From Pine Gap to Rockhampton, via Waihopai.

Actions, Verdicts, Lessons

Sam Land – Holding out the Cross at Pine Gap 2006

I first met Sam Land when he came to Alice Springs in October 2006, where he joined in one part of the trial process of the Pine Gap 4. Here’s a story about the trial from our legal advisor – solicitor and Barrister Russell goldflam.

The “Citizens’ Inspection” of Pine Gap was carried out in December 2005.  It contained elements of property damage that stopped short of “ploughshares” actions.

The Pine Gap 4 cut through fences to gain entry, allegations were made about the “illegal” activities supported by Pine Gap, and we were pleased to disrupt the normal activities of the base by sending it into “lock=down” – but the focus of the action was disclosure/information for public discourse, not disabling weapons systems.

Ciaron at Pine Gap 2006

Giving evidence at the Waihopai ploughshares trial in Wellington in March 2010, Sam described the 2006 Pine Gap experience as a key element in forming his own determination to carry out a ploughshares action (which physically disables a weapons system in active use, in witness to the prophecy of Isaiah). He also met Ciaron O’reilly there, a powerful advocate of ploughshares actions.

Sam’s decision to move further into physically disabling weapons systems led him to deflating the dome at Waihopai Spy Base around ANZAC Day 2008, with his friends and colleagues Adi Leason and Peter Murnane.

It is also the reason that Sam, Adi, and Peter were acquitted of all charges, whereas the Pine Gap 4 were convicted of wilful damage charges under the Commonwealth Crimes Act.  (The Pine Gap 4 had some convictions quashed on appeal and replaced by acquittals, but they were under a different piece of legislation which has been subsequently amended by Parliament).

Sam and Adi pray while the dome deflates 2008

Some of the legal issues in the Waihopai and Pine Gap trials were the same.  In each case the defence admitted all facts relevant to behaviour which damaged property.  Events were not disputed.  In each case the defence attempted to raise claims of “Excuse” OR “Justification” to avoid culpability for the behaviour which would otherwise clearly be criminal.

These defences say that the property damage in question was committed in order to preserve a life or property from loss or damage that was real and foreseeable.  (Also referred to as the “Greater Good” defence).

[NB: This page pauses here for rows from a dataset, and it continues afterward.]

//! Text format for ratings and predictions.
//!
//! Input is one line per user holding whitespace-separated `item:rating`
//! tokens, where `item` is an external numeric id. External ids are mapped to
//! dense indices in first-seen order. Output mirrors that layout with
//! predicted scores for every known item.

use std::collections::HashMap;
use std::io::{BufRead, Write};

use tracing::debug;

use crate::algorithms::predict;
use crate::error::ParseError;
use crate::models::{RatingEntry, RatingMatrix, TrainedModel};

/// Bidirectional mapping between external item ids and dense indices.
#[derive(Debug, Clone, Default, PartialEq)]
pub struct ItemIdTable {
    ids: Vec<u64>,
    indices: HashMap<u64, usize>,
}

impl ItemIdTable {
    pub fn new() -> Self {
        Self::default()
    }

    /// Returns the dense index for `id`, assigning the next free one if the id
    /// has not been seen yet.
    pub fn intern(&mut self, id: u64) -> usize {
        if let Some(&index) = self.indices.get(&id) {
            return index;
        }

        let index = self.ids.len();
        self.ids.push(id);
        self.indices.insert(id, index);
        index
    }

    pub fn index_of(&self, id: u64) -> Option<usize> {
        self.indices.get(&id).copied()
    }

    pub fn external_id(&self, index: usize) -> Option<u64> {
        self.ids.get(index).copied()
    }

    pub fn len(&self) -> usize {
        self.ids.len()
    }

    pub fn is_empty(&self) -> bool {
        self.ids.is_empty()
    }

    pub fn ids(&self) -> &[u64] {
        &self.ids
    }
}

/// Reads every line of `input` as one user.
pub fn read_ratings<R: BufRead>(input: R) -> Result<(RatingMatrix, ItemIdTable), ParseError> {
    let mut ratings = RatingMatrix::new();
    let mut items = ItemIdTable::new();

    for (line_number, line) in input.lines().enumerate() {
        let line = line?;
        let mut entries = Vec::new();

        for token in line.split_whitespace() {
            let (id, rating) = parse_token(token).ok_or_else(|| ParseError::MalformedToken {
                line: line_number + 1,
                token: token.to_string(),
            })?;
            entries.push(RatingEntry::new(items.intern(id), rating));
        }

        ratings.push_user(entries);
    }

    debug!(
        users = ratings.num_users(),
        items = items.len(),
        ratings = ratings.num_ratings(),
        "Read rating matrix"
    );

    Ok((ratings, items))
}

fn parse_token(token: &str) -> Option<(u64, f64)> {
    let (id, rating) = token.split_once(':')?;
    let id = id.parse::<u64>().ok()?;
    let rating = rating.parse::<f64>().ok()?;
    Some((id, rating))
}

/// Writes one line per user with `external_id:score` for every item, in
/// dense index order.
pub fn write_predictions<W: Write>(
    mut output: W,
    model: &TrainedModel,
    items: &ItemIdTable,
) -> std::io::Result<()> {
    for user in model.users.iter() {
        let mut first = true;

        for (index, item) in model.items.iter().enumerate() {
            let id = items.external_id(index).ok_or_else(|| {
                std::io::Error::new(
                    std::io::ErrorKind::InvalidInput,
                    format!("no external id for item index {}", index),
                )
            })?;

            if !first {
                output.write_all(b" ")?;
            }
            first = false;

            write!(output, "{}:{}", id, predict(user.as_slice(), item.as_slice()))?;
        }

        output.write_all(b"\n")?;
    }

    output.flush()
}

The defence must prove a direct link between the damage being prosecuted, and the threat to life, limb and property being averted.

CONSERVATIVE JUDGES

Judge thomas in Alice Springs, and Judge Harrop in Wellington both ruled that the peace activists concerned were unable to establish that Pine Gap or Waihopai were directly involved in acts of aggressive war, rendition, torture, or other crimes against humanity.

In each case the judges referred to the secrecy involved in the bases’ operations, and how the secrecy made establishing the actions of the base very unlikely, let alone the consequences of the actions.  When considering the burden of evidence required for legal purposes, the current public knowledge was too general and speculative to substantiate the claim that Pine Gap and Waihopai are active links in a chain of death and destruction.

One at the Bar table, two in the dock, 2010

The Seeds of Peace Ploughshares (England), and the Pit-stop Ploughshares (Ireland) (both acquitted by juries allowed to consider the necessity defence) both addressed military aircraft heading for a theatre of active military operations, and each proved the link between those particular aircraft and the dire consequences for life and limb of civilians in East Timor and Iraq.

REVOLUTIONARY JUDGES?

Judge Harrop

Judges Thomas and harrop seem to be saying that, for a defence of necessity or defence of another to be successfully raised:

1/            The damage done by activists has to be sufficient, if successful, to put the piece of equipment out of action, or majorly impair it.

2/            The piece of equipment addressed must be demonstrated to play a direct material role in the killing and maiming that activists seek to avert.

PLOUGHSHARES

By moving into the terrain of physical damage to weapons systems, the Waihopai ploughshares effectively satisfied the first of these.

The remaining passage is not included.